**WHAT YOU WILL DO**
Reproduce precisely the lines between the start of the data below and the line with "Callback run when", both included.

**Collected data**
----------------------------------------

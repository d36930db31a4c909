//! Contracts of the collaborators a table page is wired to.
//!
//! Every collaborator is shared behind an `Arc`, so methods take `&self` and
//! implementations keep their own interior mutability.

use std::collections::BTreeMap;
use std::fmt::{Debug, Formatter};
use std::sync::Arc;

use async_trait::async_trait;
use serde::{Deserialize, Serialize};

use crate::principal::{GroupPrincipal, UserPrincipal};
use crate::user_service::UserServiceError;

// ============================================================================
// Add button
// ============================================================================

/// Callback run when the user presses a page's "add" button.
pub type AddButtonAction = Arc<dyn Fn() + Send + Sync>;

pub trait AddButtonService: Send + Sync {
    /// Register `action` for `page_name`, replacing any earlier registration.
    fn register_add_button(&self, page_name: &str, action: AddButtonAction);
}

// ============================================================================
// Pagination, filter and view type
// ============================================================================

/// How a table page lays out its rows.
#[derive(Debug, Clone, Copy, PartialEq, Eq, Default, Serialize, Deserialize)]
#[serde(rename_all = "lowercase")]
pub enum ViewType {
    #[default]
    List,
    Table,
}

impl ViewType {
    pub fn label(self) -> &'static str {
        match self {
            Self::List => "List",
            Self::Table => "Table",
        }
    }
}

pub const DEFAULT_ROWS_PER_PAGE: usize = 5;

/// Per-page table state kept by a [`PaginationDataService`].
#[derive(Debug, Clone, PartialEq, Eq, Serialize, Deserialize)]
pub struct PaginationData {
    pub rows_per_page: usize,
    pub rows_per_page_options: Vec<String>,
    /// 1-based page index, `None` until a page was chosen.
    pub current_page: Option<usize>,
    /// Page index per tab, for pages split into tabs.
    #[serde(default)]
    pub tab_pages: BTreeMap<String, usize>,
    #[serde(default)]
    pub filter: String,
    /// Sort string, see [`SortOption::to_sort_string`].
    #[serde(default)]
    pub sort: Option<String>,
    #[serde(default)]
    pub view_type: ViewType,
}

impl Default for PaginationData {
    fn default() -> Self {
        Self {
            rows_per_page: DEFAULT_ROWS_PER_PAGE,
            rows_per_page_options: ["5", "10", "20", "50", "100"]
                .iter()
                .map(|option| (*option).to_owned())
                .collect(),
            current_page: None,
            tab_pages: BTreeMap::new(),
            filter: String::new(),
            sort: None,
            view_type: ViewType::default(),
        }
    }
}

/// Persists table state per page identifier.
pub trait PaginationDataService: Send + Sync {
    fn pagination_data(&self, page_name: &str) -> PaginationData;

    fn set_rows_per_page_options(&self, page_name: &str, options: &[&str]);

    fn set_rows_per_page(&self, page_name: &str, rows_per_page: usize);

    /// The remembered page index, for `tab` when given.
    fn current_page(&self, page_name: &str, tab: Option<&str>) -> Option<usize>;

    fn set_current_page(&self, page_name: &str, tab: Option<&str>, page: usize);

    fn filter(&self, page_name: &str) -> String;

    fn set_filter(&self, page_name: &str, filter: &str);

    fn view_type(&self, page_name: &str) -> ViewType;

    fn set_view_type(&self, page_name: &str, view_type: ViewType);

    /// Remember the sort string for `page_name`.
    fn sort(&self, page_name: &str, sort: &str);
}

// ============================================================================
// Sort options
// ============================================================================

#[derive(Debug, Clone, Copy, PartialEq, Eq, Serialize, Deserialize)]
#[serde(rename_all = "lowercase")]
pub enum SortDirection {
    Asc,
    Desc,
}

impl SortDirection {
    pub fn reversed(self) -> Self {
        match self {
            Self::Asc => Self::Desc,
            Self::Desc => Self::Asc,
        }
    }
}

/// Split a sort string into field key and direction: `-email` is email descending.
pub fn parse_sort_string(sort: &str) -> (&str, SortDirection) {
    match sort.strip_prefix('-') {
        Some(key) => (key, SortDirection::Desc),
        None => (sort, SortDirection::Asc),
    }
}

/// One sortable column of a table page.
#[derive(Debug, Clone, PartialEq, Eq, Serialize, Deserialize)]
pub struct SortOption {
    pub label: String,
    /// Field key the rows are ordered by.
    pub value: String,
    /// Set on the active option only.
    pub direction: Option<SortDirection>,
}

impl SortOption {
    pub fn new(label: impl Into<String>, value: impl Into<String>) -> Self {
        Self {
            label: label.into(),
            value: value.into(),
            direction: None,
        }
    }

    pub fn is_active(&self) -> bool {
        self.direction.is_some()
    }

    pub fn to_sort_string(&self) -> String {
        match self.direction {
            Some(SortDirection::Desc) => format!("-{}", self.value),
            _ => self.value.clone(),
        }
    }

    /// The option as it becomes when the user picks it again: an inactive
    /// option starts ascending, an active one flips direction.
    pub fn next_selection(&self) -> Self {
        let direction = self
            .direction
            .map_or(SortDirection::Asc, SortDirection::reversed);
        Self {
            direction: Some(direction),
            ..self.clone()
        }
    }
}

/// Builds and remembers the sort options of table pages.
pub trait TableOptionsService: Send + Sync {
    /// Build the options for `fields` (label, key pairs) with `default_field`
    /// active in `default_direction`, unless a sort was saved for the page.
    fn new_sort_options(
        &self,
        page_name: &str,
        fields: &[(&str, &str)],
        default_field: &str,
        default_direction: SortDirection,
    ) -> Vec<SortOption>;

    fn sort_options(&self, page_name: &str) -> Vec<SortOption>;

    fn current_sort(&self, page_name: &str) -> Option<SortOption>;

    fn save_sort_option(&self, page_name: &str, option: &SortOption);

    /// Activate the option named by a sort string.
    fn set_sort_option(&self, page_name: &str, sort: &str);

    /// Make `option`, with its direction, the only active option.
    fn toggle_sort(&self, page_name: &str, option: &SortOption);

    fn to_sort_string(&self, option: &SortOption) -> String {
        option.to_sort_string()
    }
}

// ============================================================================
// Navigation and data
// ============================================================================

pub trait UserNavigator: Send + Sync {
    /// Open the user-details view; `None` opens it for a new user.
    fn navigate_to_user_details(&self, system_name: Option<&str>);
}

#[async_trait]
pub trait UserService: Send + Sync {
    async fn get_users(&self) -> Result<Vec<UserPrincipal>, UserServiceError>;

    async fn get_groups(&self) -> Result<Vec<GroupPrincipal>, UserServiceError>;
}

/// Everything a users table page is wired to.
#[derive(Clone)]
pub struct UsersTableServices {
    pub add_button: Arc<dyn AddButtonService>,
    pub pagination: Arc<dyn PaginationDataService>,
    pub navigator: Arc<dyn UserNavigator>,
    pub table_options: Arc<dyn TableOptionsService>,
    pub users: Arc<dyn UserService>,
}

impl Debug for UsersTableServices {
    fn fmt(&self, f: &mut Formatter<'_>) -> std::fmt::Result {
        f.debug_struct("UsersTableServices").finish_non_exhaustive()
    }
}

----------------------------------------

**COMPLETED TASK**
repository d36930db31a4c909
//! Contracts of the collaborators a table page is wired to.
//!
//! Every collaborator is shared behind an `Arc`, so methods take `&self` and
//! implementations keep their own interior mutability.

use std::collections::BTreeMap;
use std::fmt::{Debug, Formatter};
use std::sync::Arc;

use async_trait::async_trait;
use serde::{Deserialize, Serialize};

use crate::principal::{GroupPrincipal, UserPrincipal};
use crate::user_service::UserServiceError;

// ============================================================================
// Add button
// ============================================================================

/// Callback run when the user presses a page's "add" button.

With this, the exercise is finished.